● **Exercise**
Your job is to copy every record exactly.

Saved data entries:
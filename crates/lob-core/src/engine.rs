//! Engine facade: the single command entry point.
//!
//! Validates inputs, assigns monotonic order ids, dispatches to the
//! matcher, and exposes the trade log and book snapshots. Strictly
//! single-threaded and synchronous: every effect of a call is committed
//! before it returns. Callers needing concurrency serialize externally.

use std::collections::HashMap;

use tracing::debug;

use crate::error::EngineError;
use crate::matcher;
use crate::order::{Order, OrderStatus};
use crate::order_book::OrderBook;
use crate::side::Side;
use crate::snapshot::{BookSnapshot, TopOfBookSnapshot};
use crate::trade::Trade;
use crate::trades::TradeExecutor;

/// Optional engine knobs. `Default` is a sensible production setup.
#[derive(Debug, Clone, Copy)]
pub struct EngineConfig {
    /// Reserve space in the id index, order arena, and trade log.
    pub initial_capacity_hint: usize,

    /// When false, the engine re-verifies every book invariant after each
    /// mutating call and aborts on the first violation. Observable
    /// behavior is identical either way.
    pub fast_path: bool,
}

impl Default for EngineConfig {
    fn default() -> Self {
        EngineConfig {
            initial_capacity_hint: 0,
            fast_path: true,
        }
    }
}

/// Matching engine for a single instrument.
///
/// Owns the order book, the order and trade id counters, and the
/// append-only trade log. Starts empty; nothing is persisted.
#[derive(Debug)]
pub struct MatchingEngine {
    book: OrderBook,
    executor: TradeExecutor,
    next_order_id: u64,

    /// Final status of every departed order, so fills and cancels stay
    /// observable after the order leaves the book.
    terminal: HashMap<u64, OrderStatus>,

    fast_path: bool,
}

impl Default for MatchingEngine {
    fn default() -> Self {
        MatchingEngine::new()
    }
}

impl MatchingEngine {
    pub fn new() -> Self {
        MatchingEngine::with_config(EngineConfig::default())
    }

    pub fn with_config(config: EngineConfig) -> Self {
        let hint = config.initial_capacity_hint;
        MatchingEngine {
            book: OrderBook::with_capacity(hint),
            executor: TradeExecutor::with_capacity(hint),
            next_order_id: 1,
            terminal: HashMap::with_capacity(hint),
            fast_path: config.fast_path,
        }
    }

    /// Submit a limit order. Returns the assigned order id.
    ///
    /// Any trades generated are appended to the log before this returns;
    /// a residual rests in the book at `price`.
    pub fn submit_limit(
        &mut self,
        side: Side,
        price: f64,
        quantity: f64,
        timestamp: u64,
    ) -> Result<u64, EngineError> {
        if !(price.is_finite() && price > 0.0) {
            return Err(EngineError::InvalidPrice(price));
        }
        validate_quantity(quantity)?;

        let id = self.next_order_id;
        self.next_order_id += 1;

        debug!(id, ?side, price, quantity, "limit order accepted");

        let mut order = Order::new_limit(id, side, price, quantity, timestamp);
        matcher::match_order(&mut self.book, &mut self.executor, &mut self.terminal, &mut order);

        if !self.fast_path {
            self.book.assert_invariants();
        }
        Ok(id)
    }

    /// Submit a market order. Returns the assigned order id.
    ///
    /// Executes against the whole opposite side if needed; any remainder
    /// is discarded and the order ends `Cancelled` (or `Filled` when
    /// fully executed).
    pub fn submit_market(
        &mut self,
        side: Side,
        quantity: f64,
        timestamp: u64,
    ) -> Result<u64, EngineError> {
        validate_quantity(quantity)?;

        let id = self.next_order_id;
        self.next_order_id += 1;

        debug!(id, ?side, quantity, "market order accepted");

        let mut order = Order::new_market(id, side, quantity, timestamp);
        matcher::match_order(&mut self.book, &mut self.executor, &mut self.terminal, &mut order);

        if !self.fast_path {
            self.book.assert_invariants();
        }
        Ok(id)
    }

    /// Cancel a resting order.
    ///
    /// True if a live order was removed. False for unknown ids, filled or
    /// already-cancelled orders, and market orders; never an error.
    pub fn cancel(&mut self, order_id: u64) -> bool {
        match self.book.remove(order_id) {
            Some(mut order) => {
                order.status = OrderStatus::Cancelled;
                self.terminal.insert(order_id, OrderStatus::Cancelled);
                debug!(order_id, "order cancelled");
                if !self.fast_path {
                    self.book.assert_invariants();
                }
                true
            }
            None => false,
        }
    }

    /// Trades at or after `cursor` plus the cursor for the next read.
    /// The log is append-only; consumers read forward.
    pub fn trades_since(&self, cursor: usize) -> (&[Trade], usize) {
        self.executor.trades_since(cursor)
    }

    /// Trades appended since the previous drain.
    pub fn drain_trades(&mut self) -> Vec<Trade> {
        self.executor.drain()
    }

    pub fn trade_count(&self) -> usize {
        self.executor.trade_count()
    }

    /// Aggregated book depth, best-first on both sides.
    pub fn snapshot(&mut self) -> BookSnapshot {
        self.book.snapshot()
    }

    pub fn top_of_book(&mut self) -> TopOfBookSnapshot {
        self.book.top_of_book()
    }

    /// A resting order by id. Departed orders return `None`; their final
    /// status is available from [`order_status`](Self::order_status).
    pub fn order(&self, order_id: u64) -> Option<&Order> {
        self.book.order(order_id)
    }

    /// Current status of any order this engine has ever accepted.
    pub fn order_status(&self, order_id: u64) -> Option<OrderStatus> {
        self.book
            .order(order_id)
            .map(|order| order.status)
            .or_else(|| self.terminal.get(&order_id).copied())
    }

    /// Number of currently resting orders.
    pub fn open_order_count(&self) -> usize {
        self.book.order_count()
    }

    /// Read access to the book for inspection and tests.
    pub fn book(&self) -> &OrderBook {
        &self.book
    }
}

fn validate_quantity(quantity: f64) -> Result<(), EngineError> {
    if quantity.is_finite() && quantity > 0.0 {
        Ok(())
    } else {
        Err(EngineError::InvalidQuantity(quantity))
    }
}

● **Result for this exercise**
filename crates/lob-core/src/engine.rs
//! Engine facade: the single command entry point.
//!
//! Validates inputs, assigns monotonic order ids, dispatches to the
//! matcher, and exposes the trade log and book snapshots. Strictly
//! single-threaded and synchronous: every effect of a call is committed
//! before it returns. Callers needing concurrency serialize externally.

use std::collections::HashMap;

use tracing::debug;

use crate::error::EngineError;
use crate::matcher;
use crate::order::{Order, OrderStatus};
use crate::order_book::OrderBook;
use crate::side::Side;
use crate::snapshot::{BookSnapshot, TopOfBookSnapshot};
use crate::trade::Trade;
use crate::trades::TradeExecutor;

/// Optional engine knobs. `Default` is a sensible production setup.
#[derive(Debug, Clone, Copy)]
pub struct EngineConfig {
    /// Reserve space in the id index, order arena, and trade log.
    pub initial_capacity_hint: usize,

    /// When false, the engine re-verifies every book invariant after each
    /// mutating call and aborts on the first violation. Observable
    /// behavior is identical either way.
    pub fast_path: bool,
}

impl Default for EngineConfig {
    fn default() -> Self {
        EngineConfig {
            initial_capacity_hint: 0,
            fast_path: true,
        }
    }
}

/// Matching engine for a single instrument.
///
/// Owns the order book, the order and trade id counters, and the
/// append-only trade log. Starts empty; nothing is persisted.
#[derive(Debug)]
pub struct MatchingEngine {
    book: OrderBook,
    executor: TradeExecutor,
    next_order_id: u64,

    /// Final status of every departed order, so fills and cancels stay
    /// observable after the order leaves the book.
    terminal: HashMap<u64, OrderStatus>,

    fast_path: bool,
}

impl Default for MatchingEngine {
    fn default() -> Self {
        MatchingEngine::new()
    }
}

impl MatchingEngine {
    pub fn new() -> Self {
        MatchingEngine::with_config(EngineConfig::default())
    }

    pub fn with_config(config: EngineConfig) -> Self {
        let hint = config.initial_capacity_hint;
        MatchingEngine {
            book: OrderBook::with_capacity(hint),
            executor: TradeExecutor::with_capacity(hint),
            next_order_id: 1,
            terminal: HashMap::with_capacity(hint),
            fast_path: config.fast_path,
        }
    }

    /// Submit a limit order. Returns the assigned order id.
    ///
    /// Any trades generated are appended to the log before this returns;
    /// a residual rests in the book at `price`.
    pub fn submit_limit(
        &mut self,
        side: Side,
        price: f64,
        quantity: f64,
        timestamp: u64,
    ) -> Result<u64, EngineError> {
        if !(price.is_finite() && price > 0.0) {
            return Err(EngineError::InvalidPrice(price));
        }
        validate_quantity(quantity)?;

        let id = self.next_order_id;
        self.next_order_id += 1;

        debug!(id, ?side, price, quantity, "limit order accepted");

        let mut order = Order::new_limit(id, side, price, quantity, timestamp);
        matcher::match_order(&mut self.book, &mut self.executor, &mut self.terminal, &mut order);

        if !self.fast_path {
            self.book.assert_invariants();
        }
        Ok(id)
    }

    /// Submit a market order. Returns the assigned order id.
    ///
    /// Executes against the whole opposite side if needed; any remainder
    /// is discarded and the order ends `Cancelled` (or `Filled` when
    /// fully executed).
    pub fn submit_market(
        &mut self,
        side: Side,
        quantity: f64,
        timestamp: u64,
    ) -> Result<u64, EngineError> {
        validate_quantity(quantity)?;

        let id = self.next_order_id;
        self.next_order_id += 1;

        debug!(id, ?side, quantity, "market order accepted");

        let mut order = Order::new_market(id, side, quantity, timestamp);
        matcher::match_order(&mut self.book, &mut self.executor, &mut self.terminal, &mut order);

        if !self.fast_path {
            self.book.assert_invariants();
        }
        Ok(id)
    }

    /// Cancel a resting order.
    ///
    /// True if a live order was removed. False for unknown ids, filled or
    /// already-cancelled orders, and market orders; never an error.
    pub fn cancel(&mut self, order_id: u64) -> bool {
        match self.book.remove(order_id) {
            Some(mut order) => {
                order.status = OrderStatus::Cancelled;
                self.terminal.insert(order_id, OrderStatus::Cancelled);
                debug!(order_id, "order cancelled");
                if !self.fast_path {
                    self.book.assert_invariants();
                }
                true
            }
            None => false,
        }
    }

    /// Trades at or after `cursor` plus the cursor for the next read.
    /// The log is append-only; consumers read forward.
    pub fn trades_since(&self, cursor: usize) -> (&[Trade], usize) {
        self.executor.trades_since(cursor)
    }

    /// Trades appended since the previous drain.
    pub fn drain_trades(&mut self) -> Vec<Trade> {
        self.executor.drain()
    }

    pub fn trade_count(&self) -> usize {
        self.executor.trade_count()
    }

    /// Aggregated book depth, best-first on both sides.
    pub fn snapshot(&mut self) -> BookSnapshot {
        self.book.snapshot()
    }

    pub fn top_of_book(&mut self) -> TopOfBookSnapshot {
        self.book.top_of_book()
    }

    /// A resting order by id. Departed orders return `None`; their final
    /// status is available from [`order_status`](Self::order_status).
    pub fn order(&self, order_id: u64) -> Option<&Order> {
        self.book.order(order_id)
    }

    /// Current status of any order this engine has ever accepted.
    pub fn order_status(&self, order_id: u64) -> Option<OrderStatus> {
        self.book
            .order(order_id)
            .map(|order| order.status)
            .or_else(|| self.terminal.get(&order_id).copied())
    }

    /// Number of currently resting orders.
    pub fn open_order_count(&self) -> usize {
        self.book.order_count()
    }

    /// Read access to the book for inspection and tests.
    pub fn book(&self) -> &OrderBook {
        &self.book
    }
}

fn validate_quantity(quantity: f64) -> Result<(), EngineError> {
    if quantity.is_finite() && quantity > 0.0 {
        Ok(())
    } else {
        Err(EngineError::InvalidQuantity(quantity))
    }
}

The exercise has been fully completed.